Oscar-nominated VFX supervisor Christian Manz reveals the importance of having something tangible on set, and the hope that underlies everything he does.
Author: Gabriella Geisinger
Published: 27 Jun 2025
For his work on summer blockbuster How To Train Your Dragon, Dreamworks’ live-action adaptation of their 2010 animation, Oscar-nominated VFX supervisor Christian Manz had a clear directive. “To honour what’s gone before, but try to make it feel real.”
Manz, who has also worked on the Harry Potter and Fantastic Beasts franchises, referenced the original films and, crucially, “follow Dean DeBlois”, who directed the animated film and its sequel as well as the live-action version. Manz began working on production in October 2022 alongside DeBlois and production designer Dominic Watkins, and all had one clear vision in mind. “It had to look real. Dragons have to look real.”
To achieve that goal, the team had what Manz called a “nonlinear design process”, which involved painting concepts, sculpting, animating, re-sculpting, redrawing and animating again – and not necessarily in that order.
A puppet team lead by Tom Wilton, famed for his work on War Horse, made three-dimensional puppets so the actors would have something to work with on set. “They weren't photo finished,” Manz explained. “With Toothless, Tom could operate his ear petals, mouth, and eyes.
“Unless you have that connectivity, [with a puppet on set] those shots don't work,” he adds. “I've worked on a few things where actors don't want to do all that. ‘I'll just mime it’. But you can always tell. Even though the creature might be beautifully rendered and finished, you can tell it it's not there because an actor is not interacting with it.”
While some of the dragon puppets were just heads on big rigs, flying sequences involved full-size models. “We had an animatronic buck for each dragon that had a head, neck, and body that we could move to match our animation cycle,” Manz explained. “Usually, that stuff is very controlled, but we were able to live puppeteer and dial in different flight cycles.”
“[Traditionally], if a director wants to make a change on the day to a shot, it would be a problem,” continues Manz. “I knew that we didn’t have time to do that, because of our shoot schedule, and there was so much dialogue and acting that the scene couldn’t be constrained by what we were doing [with VFX].”
Having the animatronic dragons, however, gave director DeBlois a degree of flexibility. “If we saw Mason [Thames, who plays protagonist Hiccup] was doing something, we could operate the puppet to respond.
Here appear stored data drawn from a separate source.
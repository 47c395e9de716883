// ABOUTME: SSH settings section of whiteblock.yml.
// ABOUTME: Resolves the private key path and builds a ClientConfig per host.

use super::env_value::EnvValue;
use crate::error::Result;
use crate::ssh::{ClientConfig, ConnectPolicy, HostKeyPolicy};
use serde::Deserialize;
use std::path::PathBuf;
use std::time::Duration;

#[derive(Debug, Clone, Deserialize)]
pub struct SshSettings {
    /// Private key used for every host.
    pub private_key: EnvValue,

    #[serde(default = "default_user")]
    pub user: String,

    #[serde(default = "default_port")]
    pub port: u16,

    #[serde(default)]
    pub host_key_policy: HostKeyPolicy,

    #[serde(default)]
    pub known_hosts: Option<PathBuf>,

    #[serde(default = "default_connect_timeout", with = "humantime_serde")]
    pub connect_timeout: Duration,

    #[serde(default, with = "humantime_serde")]
    pub command_timeout: Option<Duration>,

    #[serde(default)]
    pub pool: ConnectPolicy,
}

fn default_user() -> String {
    "root".to_string()
}

fn default_port() -> u16 {
    22
}

fn default_connect_timeout() -> Duration {
    Duration::from_secs(10)
}

impl SshSettings {
    /// Resolve the private key path, expanding a leading `~/`.
    pub fn private_key_path(&self) -> Result<PathBuf> {
        let raw = self.private_key.resolve()?;
        Ok(expand_home(&raw))
    }

    /// Connection settings for `host`.
    pub fn client_config(&self, host: &str) -> Result<ClientConfig> {
        let mut config = ClientConfig::new(host, self.private_key_path()?)
            .port(self.port)
            .user(&self.user)
            .host_key_policy(self.host_key_policy)
            .connect_timeout(self.connect_timeout)
            .pool(self.pool.clone());

        if let Some(path) = &self.known_hosts {
            config = config.known_hosts_path(expand_home(&path.to_string_lossy()));
        }
        if let Some(timeout) = self.command_timeout {
            config = config.command_timeout(timeout);
        }
        Ok(config)
    }
}

fn expand_home(path: &str) -> PathBuf {
    match (path.strip_prefix("~/"), std::env::var("HOME")) {
        (Some(rest), Ok(home)) => PathBuf::from(home).join(rest),
        _ => PathBuf::from(path),
    }
}
// ABOUTME: Source side of the SCP protocol, driven over any byte stream.
// ABOUTME: Sends a single file to a remote `scp -t` sink and checks every acknowledgement.

use super::error::{Error, Result};
use std::fmt;
use std::fs::Metadata;
use std::path::Path;
use tokio::io::{AsyncRead, AsyncReadExt, AsyncWrite, AsyncWriteExt};

/// Remote command that receives a file at `destination`.
pub fn sink_command(destination: &str) -> String {
    format!("scp -t {}", shell_quote(destination))
}

/// Quote a string for a POSIX shell.
pub fn shell_quote(s: &str) -> String {
    format!("'{}'", s.replace('\'', r"'\''"))
}

/// The `C` record announcing a file.
#[derive(Debug, Clone, PartialEq, Eq)]
pub struct FileHeader {
    pub mode: u32,
    pub size: u64,
    pub name: String,
}

impl FileHeader {
    pub fn new(mode: u32, size: u64, name: impl Into<String>) -> Result<Self> {
        let name = name.into();
        if name.is_empty() || name.contains('/') || name.contains('\n') {
            return Err(Error::Transfer(format!("invalid file name: {:?}", name)));
        }
        Ok(Self {
            mode: mode & 0o7777,
            size,
            name,
        })
    }

    /// Build the header for a local file.
    pub fn for_file(source: &Path, metadata: &Metadata) -> Result<Self> {
        if !metadata.is_file() {
            return Err(Error::Transfer(format!(
                "{} is not a regular file",
                source.display()
            )));
        }
        let name = source
            .file_name()
            .and_then(|n| n.to_str())
            .ok_or_else(|| Error::Transfer(format!("no file name in {}", source.display())))?;
        Self::new(file_mode(metadata), metadata.len(), name)
    }
}

impl fmt::Display for FileHeader {
    fn fmt(&self, f: &mut fmt::Formatter<'_>) -> fmt::Result {
        writeln!(f, "C{:04o} {} {}", self.mode, self.size, self.name)
    }
}

#[cfg(unix)]
fn file_mode(metadata: &Metadata) -> u32 {
    use std::os::unix::fs::PermissionsExt;
    metadata.permissions().mode()
}

#[cfg(not(unix))]
fn file_mode(_metadata: &Metadata) -> u32 {
    0o644
}

/// Send `header.size` bytes from `source` to the sink on the other end of `stream`.
///
/// The sink speaks first with a zero byte, then acknowledges the header and
/// the trailing zero after the content. Status 1 (warning) or 2 (fatal) is
/// followed by a message line and aborts the transfer.
pub async fn send<S, R>(stream: &mut S, source: &mut R, header: &FileHeader) -> Result<()>
where
    S: AsyncRead + AsyncWrite + Unpin,
    R: AsyncRead + Unpin,
{
    read_ack(stream).await?;

    stream
        .write_all(header.to_string().as_bytes())
        .await
        .map_err(write_failed)?;
    stream.flush().await.map_err(write_failed)?;
    read_ack(stream).await?;

    let copied = tokio::io::copy(&mut source.take(header.size), stream)
        .await
        .map_err(|e| Error::Transfer(format!("failed to stream file content: {}", e)))?;
    if copied != header.size {
        return Err(Error::Transfer(format!(
            "local file ended after {} of {} bytes",
            copied, header.size
        )));
    }

    stream.write_all(&[0]).await.map_err(write_failed)?;
    stream.flush().await.map_err(write_failed)?;
    read_ack(stream).await?;

    // EOF tells the sink there are no more files.
    stream.shutdown().await.map_err(write_failed)?;
    Ok(())
}

fn write_failed(e: std::io::Error) -> Error {
    Error::Transfer(format!("failed to write to remote: {}", e))
}

async fn read_ack<S: AsyncRead + Unpin>(stream: &mut S) -> Result<()> {
    let mut status = [0u8; 1];
    match stream.read(&mut status).await {
        Ok(0) => Err(Error::Transfer(
            "remote closed the stream before acknowledging".to_string(),
        )),
        Ok(_) => match status[0] {
            0 => Ok(()),
            1 | 2 => {
                let message = read_line(stream).await?;
                Err(Error::Transfer(message))
            }
            other => Err(Error::Transfer(format!(
                "unexpected acknowledgement byte {:#04x}",
                other
            ))),
        },
        Err(e) => Err(Error::Transfer(format!("failed to read acknowledgement: {}", e))),
    }
}

async fn read_line<S: AsyncRead + Unpin>(stream: &mut S) -> Result<String> {
    let mut line = Vec::new();
    let mut byte = [0u8; 1];
    loop {
        match stream.read(&mut byte).await {
            Ok(0) => break,
            Ok(_) if byte[0] == b'\n' => break,
            Ok(_) => line.push(byte[0]),
            Err(e) => return Err(Error::Transfer(format!("failed to read error message: {}", e))),
        }
    }
    Ok(String::from_utf8_lossy(&line).trim().to_string())
}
Or we could surprise him and make him feel like something happened he wasn’t expecting.”
Ultimately, however, Manz’s job was to remove all that puppet work. “There’s all this stuff going on, but ultimately I'm just looking at the human being because that's all we want out of the shot,” he says.
Manz’s remit on How To Train Your Dragons extended beyond the eponymous creatures into the world in which they inhabit. “In years gone by, I've done plenty of stuff where we filmed plates and then you stick your flying creature in,” he says. “In those cases, we were constrained by what the helicopter or plane was doing. I knew from the beginning [on How To Train Your Dragon] that we were going to do computer generated backgrounds because then we can follow the flying.”
With the help of production service provider Truenorth, the production filmed across a variety of locations in Faroe Islands, Scotland and Iceland. Manz’s team “used all of that material to come up with something that, hopefully once it's all glued together, works to make you believe that you are physically in that world.”
That took a great deal of collaboration. “We work with every single department and it's not like you're trying to do their job, but you're trying to almost become little part of their department,” Manz says. “You want to make sure you’re not letting them down. Whether that's making sure we're capturing all the costumes properly or making sure we're doing a stunt correctly.”
Framestore provided a 'beginning to end' creative offer on How To Train Your Dragon, taking on all the VFX work for the film. This meant working across its offices in Melbourne, London, and Montreal, each on a different part of the film, which made the project more efficient. “For asset sharing, usually you [spend time] trying to get those assets off another company but we didn’t have to do any of that,” Manz observes.
“When you have to share an asset object and one company can't quite make it look like the other company's... We could just pull a shot up and work out what they would they were doing, rather than it be guesswork. We didn't have that worry.”
This offering isn’t just efficient, but cost saving too. “Even now, I'm always surprised when I see a streaming show and there's like 10 different companies on there. I think sometimes whilst you need to get stuff done quickly, sometimes there's efficiencies lost, and costs multiplied, by splitting it up like that.”
Even with everything in house, Manz says it’s always a bit of a gamble. “That’s the whole of visual effects. You’ve got to hope it comes out okay in the end. And it did here.”